Need for Conventions • One of the greatest things about NetCDF is that it places few demands on the data provider - they are free to specify whatever attributes they want, or none at all • This is also one of the worst things, making it hard to develop flexible software • Software for ROMS won’t work for POM, NCOM, HOPS, ECOM, etc (and vice versa)

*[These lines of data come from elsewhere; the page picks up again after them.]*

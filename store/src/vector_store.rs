//! VectorStore — embedding similarity search for the Clusterer (spec §4.7, §6)

use async_trait::async_trait;
use chrono::{DateTime, Utc};
use tokio::sync::RwLock;
use uuid::Uuid;

use crate::error::StorageResult;

/// Metadata stored alongside an embedding, used to pre-filter k-NN candidates.
#[derive(Debug, Clone)]
pub struct VectorMeta {
    pub language: String,
    pub category: Option<String>,
    pub published_at: DateTime<Utc>,
    pub collected_at: DateTime<Utc>,
}

/// Filter applied before scoring k-NN candidates.
#[derive(Debug, Clone, Default)]
pub struct VectorFilter {
    pub language: Option<String>,
    pub since: Option<DateTime<Utc>>,
}

impl VectorFilter {
    fn matches(&self, meta: &VectorMeta) -> bool {
        if let Some(lang) = &self.language {
            if &meta.language != lang {
                return false;
            }
        }
        if let Some(since) = self.since {
            if meta.collected_at < since {
                return false;
            }
        }
        true
    }
}

/// A scored neighbor returned from `knn`.
#[derive(Debug, Clone)]
pub struct VectorMatch {
    pub id: Uuid,
    pub similarity: f64,
    pub published_at: DateTime<Utc>,
}

/// Embedding-backed similarity search over ProcessedItems, used by the
/// Clusterer to find candidate items within cosine-similarity θ_cluster of
/// a seed (spec §4.7). Kept separate from `ItemStore` because it indexes
/// numeric vectors, not relational fields.
#[async_trait]
pub trait VectorStore: Send + Sync {
    async fn upsert(&self, id: Uuid, embedding: Vec<f32>, meta: VectorMeta) -> StorageResult<()>;
    async fn delete(&self, id: Uuid) -> StorageResult<()>;
    async fn knn(&self, query: &[f32], k: usize, filter: &VectorFilter) -> StorageResult<Vec<VectorMatch>>;
}

fn cosine_similarity(a: &[f32], b: &[f32]) -> f64 {
    if a.len() != b.len() || a.is_empty() {
        return 0.0;
    }
    let mut dot = 0.0f64;
    let mut norm_a = 0.0f64;
    let mut norm_b = 0.0f64;
    for (x, y) in a.iter().zip(b.iter()) {
        dot += (*x as f64) * (*y as f64);
        norm_a += (*x as f64) * (*x as f64);
        norm_b += (*y as f64) * (*y as f64);
    }
    if norm_a == 0.0 || norm_b == 0.0 {
        return 0.0;
    }
    dot / (norm_a.sqrt() * norm_b.sqrt())
}

struct Entry {
    embedding: Vec<f32>,
    meta: VectorMeta,
}

/// In-process k-NN index, brute-force cosine similarity over a `RwLock`-guarded
/// map — the scale spec §5 targets (tens of thousands of items per window)
/// doesn't warrant an external index, and the teacher's scheduler/coordinator
/// modules favor a single in-memory guarded map over a client for state of
/// this size.
pub struct InMemoryVectorStore {
    entries: RwLock<std::collections::HashMap<Uuid, Entry>>,
}

impl InMemoryVectorStore {
    pub fn new() -> Self {
        Self {
            entries: RwLock::new(std::collections::HashMap::new()),
        }
    }
}

impl Default for InMemoryVectorStore {
    fn default() -> Self {
        Self::new()
    }
}

#[async_trait]
impl VectorStore for InMemoryVectorStore {
    async fn upsert(&self, id: Uuid, embedding: Vec<f32>, meta: VectorMeta) -> StorageResult<()> {
        self.entries.write().await.insert(id, Entry { embedding, meta });
        Ok(())
    }

    async fn delete(&self, id: Uuid) -> StorageResult<()> {
        self.entries.write().await.remove(&id);
        Ok(())
    }

    async fn knn(&self, query: &[f32], k: usize, filter: &VectorFilter) -> StorageResult<Vec<VectorMatch>> {
        let entries = self.entries.read().await;
        let mut matches: Vec<VectorMatch> = entries
            .iter()
            .filter(|(_, e)| filter.matches(&e.meta))
            .map(|(id, e)| VectorMatch {
                id: *id,
                similarity: cosine_similarity(query, &e.embedding),
                published_at: e.meta.published_at,
            })
            .collect();
        // Tie-break: highest similarity first, then most recent published_at
        // (spec §4.7) so the Deduplicator/Clusterer can just take the head
        // of the list without re-sorting.
        matches.sort_by(|a, b| {
            b.similarity
                .partial_cmp(&a.similarity)
                .unwrap_or(std::cmp::Ordering::Equal)
                .then_with(|| b.published_at.cmp(&a.published_at))
        });
        matches.truncate(k);
        Ok(matches)
    }
}

#[cfg(test)]
mod tests {
    use super::*;

    fn meta() -> VectorMeta {
        VectorMeta {
            language: "en".into(),
            category: None,
            published_at: Utc::now(),
            collected_at: Utc::now(),
        }
    }

    #[tokio::test]
    async fn knn_orders_by_similarity_descending() {
        let store = InMemoryVectorStore::new();
        let a = Uuid::new_v4();
        let b = Uuid::new_v4();
        store.upsert(a, vec![1.0, 0.0], meta()).await.unwrap();
        store.upsert(b, vec![0.0, 1.0], meta()).await.unwrap();

        let results = store.knn(&[1.0, 0.0], 2, &VectorFilter::default()).await.unwrap();
        assert_eq!(results[0].id, a);
        assert!(results[0].similarity > results[1].similarity);
    }

    #[tokio::test]
    async fn knn_respects_language_filter() {
        let store = InMemoryVectorStore::new();
        let a = Uuid::new_v4();
        let mut other_meta = meta();
        other_meta.language = "fr".into();
        store.upsert(a, vec![1.0, 0.0], other_meta).await.unwrap();

        let filter = VectorFilter { language: Some("en".into()), since: None };
        let results = store.knn(&[1.0, 0.0], 5, &filter).await.unwrap();
        assert!(results.is_empty());
    }
}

Making ROMS CF-compliant • Store all information about the grid (lon_u, lat_u, angle) in the .his and .avg files (not just the grid file) • Add “coordinates” attributes to curvilinear variables (e.g. zeta:coordinates=“lat_rho lon_rho) • Add “standard_name=ocean_s_coordinate” • Make sure dimension names match coordinate variable names (ocean_time, sc_r) • Units need to be recognized by UDUNITS
ROMS2CF script CF checker: http://titania.badc.rl.ac.uk/cgi-bin/cf-checker.pl #!/bin/bash GFILE='../adria02_grid2.nc' FFILE='adria03_avg.nc' ncks -F -d ocean_time,1 $FFILE ${FFILE}_CF # Specify horizontal coordinate variables associated with "RHO fields" ncatted -O -h -a "coordinates","temp",c,c,"lat_rho lon_rho" ${FFILE}_CF ncatted -O -h -a "coordinates","salt",c,c,"lat_rho lon_rho" ${FFILE}_CF # Specify horizontal coordinate variables associated with "U fields" ncatted -O -h -a "coordinates","u",c,c,"lat_u lon_u" ${FFILE}_CF ncatted -O -h -a "coordinates","ubar",c,c,"lat_u lon_u" ${FFILE}_CF # Merge the ROMS grid file into the CF file so we # have all the coordinate variables we need ncks -O -v lon_rho,lat_rho,lon_u,lat_u,lon_v,lat_v,mask_rho,mask_u,mask_v,angle $GFILE $GFILE.tmp ncks -A $GFILE.tmp ${FFILE}_CF rm $GFILE.tmp # Add vertical coordinate info ncatted -O -h -a "standard_name","sc_r",c,c,"ocean_s_coordinate" ${FFILE}_CF ncatted -O -h -a "positive","sc_r",c,c,"up" ${FFILE}_CF ncatted -O -h -a "formula_terms","sc_r",c,c,"s: sc_r eta: zeta depth: h a: theta_s b: theta_b depth_c: hc" ${FFILE}_CF # Add data from field file to template ncks -A $FFILE ${FFILE}_CF # rename the dimension ncrename -O -h -d s_rho,sc_r ${FFILE}_CF
Integrated Data Viewer (IDV) • Works on local CF-compliant NetCDF files • Works on THREDDS catalog data • THREDDS is just XML that tells IDV what type of server is being used… • …so if you make a THREDDS catalog for your DODS data, IDV can access it through the web.